__ACTION ITEM__:
The following data has a line with "self.buckets[self.bucket_of(key)].lock().get(key).cloned()" and a line with "pub fn read_some(&self, keys: &[K], version: Version)". Write out exactly those lines and all the lines between them.

__THE DATA__:
+--

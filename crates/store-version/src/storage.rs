// Copyright (c) reifydb.com 2025
// This file is licensed under the AGPL-3.0-or-later

use std::{
	collections::BTreeMap,
	collections::hash_map::DefaultHasher,
	hash::{Hash, Hasher},
	sync::Arc,
};

use parking_lot::Mutex;
use statum_core::storage::{DrainStorage, ReadState, SeekTo};
use tracing::instrument;

use crate::{Version, chain::VersionChain, iter::VersionRangeIter, view::VersionView};

pub(crate) const DEFAULT_BUCKET_COUNT: usize = 64;

pub(crate) type VersionBucket<K, V> = BTreeMap<K, Arc<VersionChain<V>>>;

/// Sharded multi-version map.
///
/// Buckets follow the memory engine's lock discipline; the per-key chains
/// are shared out of the bucket under `Arc`, so version resolution and
/// conflict checks run outside the lock. Cloning shares the storage.
#[derive(Clone)]
pub struct VersionedStorage<K, V> {
	buckets: Vec<Arc<Mutex<VersionBucket<K, V>>>>,
}

impl<K, V> VersionedStorage<K, V>
where
	K: Clone + Ord + Hash + Send + Sync + 'static,
	V: Clone + Send + Sync + 'static,
{
	pub fn new() -> Self {
		Self::with_buckets(DEFAULT_BUCKET_COUNT)
	}

	pub fn with_buckets(count: usize) -> Self {
		let count = count.max(1);
		let buckets = (0..count).map(|_| Arc::new(Mutex::new(BTreeMap::new()))).collect();
		Self { buckets }
	}

	pub fn bucket_count(&self) -> usize {
		self.buckets.len()
	}

	fn bucket_of(&self, key: &K) -> usize {
		if self.buckets.len() == 1 {
			return 0;
		}
		let mut hasher = DefaultHasher::new();
		key.hash(&mut hasher);
		(hasher.finish() as usize) % self.buckets.len()
	}

	fn chain_of(&self, key: &K) -> Option<Arc<VersionChain<V>>> {
		self.buckets[self.bucket_of(key)].lock().get(key).cloned()
	}

	fn chain_or_insert(&self, key: &K) -> Arc<VersionChain<V>> {
		let mut guard = self.buckets[self.bucket_of(key)].lock();
		guard.entry(key.clone()).or_insert_with(|| Arc::new(VersionChain::new())).clone()
	}

	/// Writes `entries` tagged with `version`.
	#[instrument(name = "store::version::write", level = "trace", skip(self, entries), fields(version, entries = entries.len()))]
	pub fn write_some(&self, version: Version, entries: Vec<(K, V)>) {
		for (key, value) in entries {
			self.chain_or_insert(&key).insert(version, Some(value));
		}
	}

	pub fn write_one(&self, version: Version, key: K, value: V) {
		self.write_some(version, vec![(key, value)]);
	}

	/// Tombstones `keys` at `version`. An absent key still gets a chain
	/// with a tombstone, so the deletion shadows lower layers when the
	/// storage is merged down.
	#[instrument(name = "store::version::remove", level = "trace", skip(self, keys), fields(version, keys = keys.len()))]
	pub fn remove_some(&self, version: Version, keys: Vec<K>) {
		for key in keys {
			self.chain_or_insert(&key).insert(version, None);
		}
	}

	/// Reads as of `version`, one slot per key in input order.
	pub fn read_some(&self, keys: &[K], version: Version) -> Vec<Option<V>> {
		self.read_states(keys, version).into_iter().map(ReadState::into_value).collect()
	}

	pub fn read_states(&self, keys: &[K], version: Version) -> Vec<ReadState<V>> {
		keys.iter()
			.map(|key| match self.chain_of(key) {
				None => ReadState::Missing,
				Some(chain) => chain.resolve(version),
			})
			.collect()
	}

	/// Whether `key` was written by any transaction after `version`; the
	/// scheduler aborts and re-runs speculative executions this reports
	/// `true` for.
	pub fn written_after(&self, key: &K, version: Version) -> bool {
		match self.chain_of(key) {
			None => false,
			Some(chain) => chain.written_after(version),
		}
	}

	/// A reader pinned to `version`, implementing the storage protocol.
	pub fn view(&self, version: Version) -> VersionView<K, V> {
		VersionView::new(self.clone(), version)
	}

	/// Ordered scan resolving every key at `version`. Tombstoned keys
	/// appear with no value; keys without a write at or below `version`
	/// are skipped.
	pub fn range_at(&self, version: Version, seek: SeekTo<K>) -> VersionRangeIter<K, V> {
		VersionRangeIter::new(self.buckets.clone(), version, seek)
	}

	/// Absorbs a drained storage's entries at one version; tombstones
	/// carry over as tombstones.
	pub fn merge_from<S>(&self, version: Version, source: S)
	where
		S: DrainStorage<Key = K, Value = V>,
	{
		for (key, value) in source.drain() {
			self.chain_or_insert(&key).insert(version, value);
		}
	}

	/// Best-effort, per-bucket: true iff no key holds any version.
	pub fn empty(&self) -> bool {
		self.buckets.iter().all(|bucket| bucket.lock().is_empty())
	}

	pub fn key_count(&self) -> usize {
		self.buckets.iter().map(|bucket| bucket.lock().len()).sum()
	}
}

impl<K, V> Default for VersionedStorage<K, V>
where
	K: Clone + Ord + Hash + Send + Sync + 'static,
	V: Clone + Send + Sync + 'static,
{
	fn default() -> Self {
		Self::new()
	}
}
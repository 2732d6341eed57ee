// Copyright (c) reifydb.com 2025
// This file is licensed under the AGPL-3.0-or-later

use std::ops::Bound;

use crossbeam_skiplist::SkipMap;
use statum_core::storage::ReadState;

use crate::Version;

/// All versions ever written for one key, newest resolvable in O(log n).
///
/// A `None` value is a tombstone at that version. The skiplist is
/// lock-free, so readers resolve without holding the owning bucket's
/// lock.
pub struct VersionChain<V> {
	versions: SkipMap<Version, Option<V>>,
}

impl<V> VersionChain<V>
where
	V: Clone + Send + 'static,
{
	pub(crate) fn new() -> Self {
		Self { versions: SkipMap::new() }
	}

	pub(crate) fn insert(&self, version: Version, value: Option<V>) {
		self.versions.insert(version, value);
	}

	/// State of this key as of `version`: the greatest write at or below
	/// it.
	pub fn resolve(&self, version: Version) -> ReadState<V> {
		match self.versions.upper_bound(Bound::Included(&version)) {
			None => ReadState::Missing,
			Some(entry) => match entry.value() {
				Some(value) => ReadState::Value(value.clone()),
				None => ReadState::Tombstone,
			},
		}
	}

	/// Whether any write to this key is tagged strictly after `version`.
	/// Read-set validation for speculative execution.
	pub fn written_after(&self, version: Version) -> bool {
		self.versions.lower_bound(Bound::Excluded(&version)).is_some()
	}

	pub fn is_empty(&self) -> bool {
		self.versions.is_empty()
	}

	pub fn version_count(&self) -> usize {
		self.versions.len()
	}
}
// Copyright (c) reifydb.com 2025
// This file is licensed under the AGPL-3.0-or-later

use std::{collections::VecDeque, ops::Bound, sync::Arc};

use async_trait::async_trait;
use parking_lot::{Mutex, lock_api::ArcMutexGuard};
use statum_core::storage::{ReadState, SeekTo, StorageIter};
use statum_type::Result;

use crate::{Version, storage::VersionBucket};

type BucketGuard<K, V> = ArcMutexGuard<parking_lot::RawMutex, VersionBucket<K, V>>;

/// Ordered scan of a [`crate::VersionedStorage`] resolved at one version.
///
/// Same locking shape as the memory engine's seek iterator: the current
/// bucket's lock is held while positioned in it. Keys with no write at or
/// below the pinned version are stepped over; tombstoned keys yield with
/// `has_value() == false`.
pub struct VersionRangeIter<K, V> {
	remaining: VecDeque<Arc<Mutex<VersionBucket<K, V>>>>,
	guard: Option<BucketGuard<K, V>>,
	version: Version,
	seek: Option<K>,
	cursor: Option<K>,
	current: Option<(K, Option<V>)>,
}

impl<K, V> VersionRangeIter<K, V>
where
	K: Clone + Ord + Send + Sync + 'static,
	V: Clone + Send + Sync + 'static,
{
	pub(crate) fn new(
		buckets: Vec<Arc<Mutex<VersionBucket<K, V>>>>,
		version: Version,
		seek: SeekTo<K>,
	) -> Self {
		Self {
			remaining: buckets.into(),
			guard: None,
			version,
			seek: match seek {
				SeekTo::First => None,
				SeekTo::Key(key) => Some(key),
			},
			cursor: None,
			current: None,
		}
	}

	fn advance(&mut self) -> bool {
		loop {
			let Some(bucket) = self.guard.as_ref() else {
				let Some(next) = self.remaining.pop_front() else {
					self.current = None;
					return false;
				};
				self.guard = Some(Mutex::lock_arc(&next));
				self.cursor = None;
				continue;
			};
			let entry = match (&self.cursor, &self.seek) {
				(None, Some(from)) => {
					bucket.range((Bound::Included(from), Bound::Unbounded)).next()
				}
				(None, None) => bucket.iter().next(),
				(Some(last), _) => {
					bucket.range((Bound::Excluded(last), Bound::Unbounded)).next()
				}
			};
			match entry {
				Some((key, chain)) => {
					let key = key.clone();
					let resolved = chain.resolve(self.version);
					self.cursor = Some(key.clone());
					match resolved {
						// No write at or below the pinned version:
						// invisible to this scan.
						ReadState::Missing => continue,
						ReadState::Tombstone => {
							self.current = Some((key, None));
							return true;
						}
						ReadState::Value(value) => {
							self.current = Some((key, Some(value)));
							return true;
						}
					}
				}
				None => {
					self.guard = None;
				}
			}
		}
	}
}

#[async_trait]
impl<K, V> StorageIter for VersionRangeIter<K, V>
where
	K: Clone + Ord + Send + Sync + 'static,
	V: Clone + Send + Sync + 'static,
{
	type Key = K;
	type Value = V;

	async fn next(&mut self) -> Result<bool> {
		Ok(self.advance())
	}

	fn key(&self) -> &K {
		&self.current.as_ref().expect("iterator is not positioned, call next() first").0
	}

	fn value(&self) -> Option<&V> {
		self.current.as_ref().and_then(|(_, value)| value.as_ref())
	}

	fn release(&mut self) {
		self.guard = None;
		self.remaining.clear();
		self.current = None;
	}
}
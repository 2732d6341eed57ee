// Copyright (c) reifydb.com 2025
// This file is licensed under the AGPL-3.0-or-later

#![cfg_attr(not(debug_assertions), deny(warnings))]

pub use statum_type::Result;

mod condition;
mod entry;
pub mod key;
mod layer;
pub mod storage;

pub use condition::Condition;
pub use entry::{Entry, SharedBytes, Status};
pub use layer::LayeredStorage;
pub use storage::{
	ByteSize, DrainStorage, IterateStorage, ReadState, ReadStorage, SeekTo, ShadowReadStorage,
	StorageIter, WriteStorage, merge_into, merge_many,
};
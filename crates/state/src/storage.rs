// Copyright (c) reifydb.com 2025
// This file is licensed under the AGPL-3.0-or-later

use std::{collections::BTreeMap, sync::Arc};

use async_trait::async_trait;
use statum_core::{
	Condition, Entry, Status,
	storage::{ReadState, SeekTo, StorageIter, WriteStorage},
};
use statum_store_memory::OrderedStorage;
use statum_type::{BlockVersion, Digest, HashAlgorithm, Result};
use tracing::instrument;

use crate::{key::StateKey, reader::StateReader};

/// One block's transient state: an `Entry`-valued concurrent cache in
/// front of an optional previous layer.
///
/// Deletion is carried inside the entries themselves (status `Deleted`),
/// so a locally deleted row masks a value the previous layer still holds.
/// Rows imported from the previous layer are cached with status `Normal`
/// and therefore stay out of the dirty set, the state root and commits.
pub struct StateStorage {
	cache: OrderedStorage<StateKey, Entry>,
	prev: Option<Arc<dyn StateReader>>,
}

impl StateStorage {
	pub fn new() -> Self {
		Self { cache: OrderedStorage::new(), prev: None }
	}

	pub fn with_prev(prev: Arc<dyn StateReader>) -> Self {
		Self { cache: OrderedStorage::new(), prev: Some(prev) }
	}

	/// The row as this layer sees it: local hit (a deleted entry reads as
	/// absent), else fall through to the previous layer and cache the
	/// import as `Normal`.
	#[instrument(name = "state::get_row", level = "trace", skip(self), fields(table, key))]
	pub async fn get_row(&self, table: &str, key: &str) -> Result<Option<Entry>> {
		let state_key = StateKey::new(table, key);
		if let Some(ReadState::Value(entry)) =
			self.cache.read_states_sync(std::slice::from_ref(&state_key)).pop()
		{
			if entry.status() == Status::Deleted {
				return Ok(None);
			}
			return Ok(Some(entry));
		}
		let Some(prev) = &self.prev else {
			return Ok(None);
		};
		match prev.row(table, key).await? {
			None => Ok(None),
			Some(mut imported) => {
				imported.set_status(Status::Normal);
				self.cache.write_some_sync(vec![(state_key, imported.clone())]);
				Ok(Some(imported))
			}
		}
	}

	/// One slot per key, in input order.
	pub async fn get_rows(&self, table: &str, keys: &[String]) -> Result<Vec<Option<Entry>>> {
		let mut rows = Vec::with_capacity(keys.len());
		for key in keys {
			rows.push(self.get_row(table, key).await?);
		}
		Ok(rows)
	}

	/// Stores `entry` as dirty state. Anything that is not already a
	/// tombstone is marked `Modified`.
	#[instrument(name = "state::set_row", level = "trace", skip(self, entry), fields(table, key))]
	pub async fn set_row(&self, table: &str, key: &str, mut entry: Entry) -> Result<()> {
		if entry.status() != Status::Deleted {
			entry.set_status(Status::Modified);
		}
		self.cache.write_some_sync(vec![(StateKey::new(table, key), entry)]);
		Ok(())
	}

	/// Stores a tombstone entry, shadowing the previous layer.
	pub async fn remove_row(&self, table: &str, key: &str) -> Result<()> {
		self.cache.write_some_sync(vec![(StateKey::new(table, key), Entry::deleted())]);
		Ok(())
	}

	/// Keys of `table` matching `condition`, merged with the previous
	/// layer (a locally deleted key masks a remotely present one),
	/// sorted, with the condition's `(offset, limit)` applied.
	#[instrument(name = "state::primary_keys", level = "debug", skip(self, condition), fields(table))]
	pub async fn primary_keys(&self, table: &str, condition: &Condition) -> Result<Vec<String>> {
		let keys = self.merged_keys(table, condition).await?;
		Ok(match condition.limit_range() {
			Some((offset, count)) => keys.into_iter().skip(offset).take(count).collect(),
			None => keys,
		})
	}

	async fn merged_keys(&self, table: &str, condition: &Condition) -> Result<Vec<String>> {
		if condition.has_conflict() {
			return Ok(Vec::new());
		}

		// Key -> locally deleted. Local state always wins the merge.
		let mut merged: BTreeMap<String, bool> = BTreeMap::new();
		let mut iter = self.cache.seek(SeekTo::Key(StateKey::new(table, "")));
		while iter.next().await? {
			// Buckets interleave tables during the scan; filter, don't
			// stop.
			if iter.key().table != table {
				continue;
			}
			let key = iter.key().key.clone();
			if !condition.is_valid(&key) {
				continue;
			}
			let deleted =
				iter.value().map(|entry| entry.status() == Status::Deleted).unwrap_or(false);
			merged.insert(key, deleted);
		}

		if let Some(prev) = &self.prev {
			for key in prev.table_keys(table, condition).await? {
				merged.entry(key).or_insert(false);
			}
		}

		Ok(merged.into_iter().filter(|(_, deleted)| !deleted).map(|(key, _)| key).collect())
	}

	/// The state root: XOR fold of every dirty entry's digest. Clean and
	/// imported entries contribute nothing, and the fold is independent
	/// of iteration order.
	#[instrument(name = "state::hash", level = "debug", skip(self, algo), fields(block_version = %block_version))]
	pub async fn hash(
		&self,
		algo: &dyn HashAlgorithm,
		block_version: BlockVersion,
	) -> Result<Digest> {
		let mut root = Digest::ZERO;
		let mut iter = self.cache.seek(SeekTo::First);
		while iter.next().await? {
			if let Some(entry) = iter.value() {
				if entry.dirty() {
					let state_key = iter.key();
					root ^= entry.hash(&state_key.table, &state_key.key, algo, block_version);
				}
			}
		}
		Ok(root)
	}

	/// Drains the dirty set into a persistent backend as one batch:
	/// tombstones delete their row, modified entries upsert theirs. The
	/// cache itself is left untouched.
	#[instrument(name = "state::commit", level = "debug", skip(self, backend))]
	pub async fn commit_into<B>(&self, backend: &B) -> Result<()>
	where
		B: WriteStorage<Key = Vec<u8>, Value = Vec<u8>>,
	{
		let mut batch = Vec::new();
		let mut iter = self.cache.seek(SeekTo::First);
		while iter.next().await? {
			let Some(entry) = iter.value() else {
				continue;
			};
			match entry.status() {
				Status::Modified => batch.push((iter.key().db_key(), Some(entry.get().to_vec()))),
				Status::Deleted => batch.push((iter.key().db_key(), None)),
				Status::Empty | Status::Normal => {}
			}
		}
		backend.apply(batch).await
	}
}

impl Default for StateStorage {
	fn default() -> Self {
		Self::new()
	}
}

#[async_trait]
impl StateReader for StateStorage {
	async fn row(&self, table: &str, key: &str) -> Result<Option<Entry>> {
		self.get_row(table, key).await
	}

	async fn table_keys(&self, table: &str, condition: &Condition) -> Result<Vec<String>> {
		self.merged_keys(table, condition).await
	}
}
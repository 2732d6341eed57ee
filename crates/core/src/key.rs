// Copyright (c) reifydb.com 2025
// This file is licensed under the AGPL-3.0-or-later

//! The composite row key persistent backends store entries under.
//!
//! Every entry is keyed by `table ":" key`. Table names never contain a
//! colon, so splitting on the first one is unambiguous even when the key
//! part does.

pub const DB_KEY_SEPARATOR: u8 = b':';

pub fn to_db_key(table: &str, key: &str) -> Vec<u8> {
	let mut out = Vec::with_capacity(table.len() + 1 + key.len());
	out.extend_from_slice(table.as_bytes());
	out.push(DB_KEY_SEPARATOR);
	out.extend_from_slice(key.as_bytes());
	out
}

pub fn split_db_key(raw: &[u8]) -> Option<(&str, &str)> {
	let separator = raw.iter().position(|byte| *byte == DB_KEY_SEPARATOR)?;
	let table = std::str::from_utf8(&raw[..separator]).ok()?;
	let key = std::str::from_utf8(&raw[separator + 1..]).ok()?;
	Some((table, key))
}

#[cfg(test)]
mod tests {
	use super::*;

	#[test]
	fn test_round_trip() {
		let raw = to_db_key("s_tables", "user_1");
		assert_eq!(raw, b"s_tables:user_1");
		assert_eq!(split_db_key(&raw), Some(("s_tables", "user_1")));
	}

	#[test]
	fn test_key_part_may_contain_separator() {
		let raw = to_db_key("t", "a:b:c");
		assert_eq!(split_db_key(&raw), Some(("t", "a:b:c")));
	}

	#[test]
	fn test_missing_separator() {
		assert_eq!(split_db_key(b"no-separator"), None);
	}
}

+--

__ANSWER BELOW__:
		self.buckets[self.bucket_of(key)].lock().get(key).cloned()
	}

	fn chain_or_insert(&self, key: &K) -> Arc<VersionChain<V>> {
		let mut guard = self.buckets[self.bucket_of(key)].lock();
		guard.entry(key.clone()).or_insert_with(|| Arc::new(VersionChain::new())).clone()
	}

	/// Writes `entries` tagged with `version`.
	#[instrument(name = "store::version::write", level = "trace", skip(self, entries), fields(version, entries = entries.len()))]
	pub fn write_some(&self, version: Version, entries: Vec<(K, V)>) {
		for (key, value) in entries {
			self.chain_or_insert(&key).insert(version, Some(value));
		}
	}

	pub fn write_one(&self, version: Version, key: K, value: V) {
		self.write_some(version, vec![(key, value)]);
	}

	/// Tombstones `keys` at `version`. An absent key still gets a chain
	/// with a tombstone, so the deletion shadows lower layers when the
	/// storage is merged down.
	#[instrument(name = "store::version::remove", level = "trace", skip(self, keys), fields(version, keys = keys.len()))]
	pub fn remove_some(&self, version: Version, keys: Vec<K>) {
		for key in keys {
			self.chain_or_insert(&key).insert(version, None);
		}
	}

	/// Reads as of `version`, one slot per key in input order.
	pub fn read_some(&self, keys: &[K], version: Version) -> Vec<Option<V>> {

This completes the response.